A crise atinge o bolso de todos. Para professores, que veem menos turmas sendo formadas, a quantidade de horas/aula diminui, o que tem influência direta nos salários. Para os estudantes, cada vez mais preocupados com as contas, o aproveitamento também pode cair e resultar em um período maior até a graduação.
Apesar desse quadro, as instituições acreditam que em 2017 o setor voltará a apresentar uma curva positiva de crescimento. “Como a economia dá sinais de melhora, ainda que contidos, somos otimistas com o futuro. As iniciativas das próprias instituições e o crescimento de outras modalidades de ensino, como o realizado a distância, também serão importantes”, reforça Venturi.

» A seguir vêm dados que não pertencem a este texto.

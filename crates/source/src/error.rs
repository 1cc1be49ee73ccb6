use thiserror::Error;

#[derive(Error, Debug)]
pub enum SourceError {
    #[error("XML parsing error: {0}")]
    XmlParse(#[from] roxmltree::Error),

    #[error("Quick-XML error: {0}")]
    QuickXml(#[from] quick_xml::Error),

    #[error("XML attribute error: {0}")]
    Attribute(#[from] quick_xml::events::attributes::AttrError),

    #[error("XML escape error: {0}")]
    Escape(#[from] quick_xml::escape::EscapeError),

    #[error("UTF-8 encoding error: {0}")]
    Utf8(#[from] std::str::Utf8Error),

    #[error("Unknown entity reference '&{0};'")]
    UnknownEntity(String),

    #[error("Namespace prefix '{prefix}' used by '{name}' is not declared")]
    UnboundPrefix { prefix: String, name: String },

    #[error("Unexpected end tag '{0}'")]
    UnexpectedEnd(String),

    #[error("Document ended with {0} unclosed element(s)")]
    Unclosed(usize),

    #[error("Document has no root element")]
    NoRootElement,
}
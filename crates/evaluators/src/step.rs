use crate::context::ElementContext;
use crate::name::NameTest;
use std::fmt;

/// One step of a selector, as seen by the evaluators built for its predicates.
///
/// `level` is the step's distance from the selector's target element: the last
/// step of `order/item` has level 0 and `order` has level 1. Evaluators for a
/// step resolve their operands against the ancestor at that level.
#[derive(Debug, Clone, PartialEq, Eq)]
pub struct SelectorStep {
    name: NameTest,
    level: usize,
}

impl SelectorStep {
    pub fn new(name: NameTest, level: usize) -> Self {
        Self { name, level }
    }

    /// A step that targets the element being matched.
    pub fn target(name: NameTest) -> Self {
        Self::new(name, 0)
    }

    pub fn name(&self) -> &NameTest {
        &self.name
    }

    pub fn level(&self) -> usize {
        self.level
    }

    pub fn matches_element<E: ElementContext>(&self, element: &E) -> bool {
        self.name
            .matches(element.local_name(), element.namespace_uri())
    }
}

impl fmt::Display for SelectorStep {
    fn fmt(&self, f: &mut fmt::Formatter<'_>) -> fmt::Result {
        write!(f, "{}", self.name)
    }
}

#[cfg(test)]
mod tests {
    use super::*;
    use crate::testing::create_order_document;

    #[test]
    fn test_matches_element_by_name() {
        let doc = create_order_document();
        let step = SelectorStep::target(NameTest::Local("item".into()));
        assert!(step.matches_element(&doc.element(2)));
        assert!(!step.matches_element(&doc.element(1)));
        assert!(SelectorStep::target(NameTest::Any).matches_element(&doc.element(1)));
    }

    #[test]
    fn test_level() {
        let step = SelectorStep::new(NameTest::Local("order".into()), 1);
        assert_eq!(step.level(), 1);
        assert_eq!(step.to_string(), "order");
    }
}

Responsáveis por abrigar a maior parte dos estudantes que estão matriculados em uma faculdade – 76% dos matriculados no ensino superior em 2014 frequentavam a rede privada –, as instituições particulares são fundamentais para que o Brasil possa atingir uma das metas do Plano Nacional de Educação (PNE): a de elevar a taxa bruta de matrículas na educação superior de 34,2%, em 2014, para 50% até 2024. Como em uma difícil etapa do vestibular, são elas agora que terão de provar sua resistência.
A força do ensino a distância
Ao mesmo tempo em que os cursos presenciais nas instituições de ensino superior veem cair o número de matrículas, os cursos a distância registraram de 2004 a 2014 crescimentos entre 15% a 20% ao ano. As mensalidades desses cursos são, em geral, muito menores se comparadas a dos cursos presenciais e, graças à popularidade alcançada em outros países – como os Estados Unidos, em que 80% das universidades oferecem cursos on-line –, os preconceitos a esse modelo diminuem no país.